We started EAG with a simple but powerful idea — to bring genomic healthcare closer to the people of East Africa. Whether it’s a child struggling with an undiagnosed condition, a parent looking for answers, or a doctor trying to make the best decision for their patient, our work is about giving people knowledge, choices, and hope.
Across Kenya, Uganda, Tanzania, Ethiopia, and Somalia, we work hand in hand with hospitals, universities, and local health systems to offer affordable genetic testing, counselling, training, and AI-powered tools. We also run a growing biobank and genetic data registry to support research and better health planning in the region.
But we’re not just focused on technology — we’re focused on people. We make sure our services are easy to access, culturally respectful, and adapted to the needs of every community we serve. Through our tele-genetics platform, we reach families in rural villages and urban clinics alike. Through our education programs, we train the next generation of genetic counsellors and researchers — from East Africa, for East Africa.
What drives us is the belief that genetic conditions should not be a life sentence, nor a mystery.
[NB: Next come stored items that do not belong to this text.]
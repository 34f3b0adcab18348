/// Boxed error returned by post-answer hooks.
pub type HookError = Box<dyn std::error::Error + Send + Sync>;

/// All errors that can be returned while building or walking a questionnaire.
#[derive(Debug, thiserror::Error)]
pub enum QuestionnaireError {
    /// A required question was answered without an option.
    #[error("question {question_id}: answer is required")]
    AnswerOptionRequired { question_id: String },

    /// The option value is not one of the supported variants, or not the
    /// variant the question declares.
    #[error("question {question_id}: option type is invalid (expected {expected}, got {got})")]
    AnswerOptionType {
        question_id: String,
        expected: String,
        got: String,
    },

    /// A leaf option declares neither a next question nor a terminal state.
    #[error(
        "question {question_id}: option {option_id} sets neither a next question nor a state"
    )]
    ForwardMissingQors {
        question_id: String,
        option_id: String,
    },

    /// A factory rejected its input.
    #[error("invalid {entity}: {message}")]
    Validation { entity: String, message: String },

    /// Forward was called before the machine loaded a question.
    #[error("machine has no current question; call start() first")]
    NotStarted,

    /// The option's post-answer hook failed.
    #[error("answer hook for option {option_id} failed: {source}")]
    Hook {
        option_id: String,
        #[source]
        source: HookError,
    },

    /// A questionnaire's content no longer matches its assembly-time hash.
    #[error("questionnaire hash mismatch: expected {expected}, got {actual}")]
    TamperedQuestionnaire { expected: String, actual: String },

    /// Canonical JSON encoding or decoding failed.
    #[error("serialization error: {0}")]
    Serialization(#[from] serde_json::Error),
}

pub const ERR_ANSWER_OPTION_REQUIRED: &str = "ERR_ANSWER_OPTION_REQUIRED";
pub const ERR_ANSWER_OPTION_TYPE: &str = "ERR_ANSWER_OPTION_TYPE";
pub const ERR_FORWARD_MISSING_QORS: &str = "ERR_FORWARD_MISSING_QORS";
pub const ERR_VALIDATION: &str = "ERR_VALIDATION";
pub const ERR_NOT_STARTED: &str = "ERR_NOT_STARTED";
pub const ERR_ANSWER_HOOK: &str = "ERR_ANSWER_HOOK";
pub const ERR_TAMPERED_QUESTIONNAIRE: &str = "ERR_TAMPERED_QUESTIONNAIRE";
pub const ERR_SERIALIZATION: &str = "ERR_SERIALIZATION";

impl QuestionnaireError {
    /// Stable catalog code, suitable for clients that match on strings.
    pub fn code(&self) -> &'static str {
        match self {
            QuestionnaireError::AnswerOptionRequired { .. } => ERR_ANSWER_OPTION_REQUIRED,
            QuestionnaireError::AnswerOptionType { .. } => ERR_ANSWER_OPTION_TYPE,
            QuestionnaireError::ForwardMissingQors { .. } => ERR_FORWARD_MISSING_QORS,
            QuestionnaireError::Validation { .. } => ERR_VALIDATION,
            QuestionnaireError::NotStarted => ERR_NOT_STARTED,
            QuestionnaireError::Hook { .. } => ERR_ANSWER_HOOK,
            QuestionnaireError::TamperedQuestionnaire { .. } => ERR_TAMPERED_QUESTIONNAIRE,
            QuestionnaireError::Serialization(_) => ERR_SERIALIZATION,
        }
    }

    pub(crate) fn validation(entity: &str, message: impl Into<String>) -> Self {
        QuestionnaireError::Validation {
            entity: entity.to_string(),
            message: message.into(),
        }
    }
}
With the right tools and support, we can catch diseases early, guide treatment plans, and give people the information they need to live fuller, healthier lives.
We’re proud to be building something more than a company — we’re building a movement for equitable healthcare, where science meets compassion, and no one is left behind.
Vision
To lead East Africa in genomic innovation empowering every community with the ability to understand, prevent, and treat genetic conditions through equitable access, data-driven insights, and local capacity-building.
Mission
To transform healthcare by delivering accessible, innovative, and ethically governed genomic services including diagnostics, counselling, research, and education in collaboration with academic institutions, medical providers, patients, communities, and technology allies.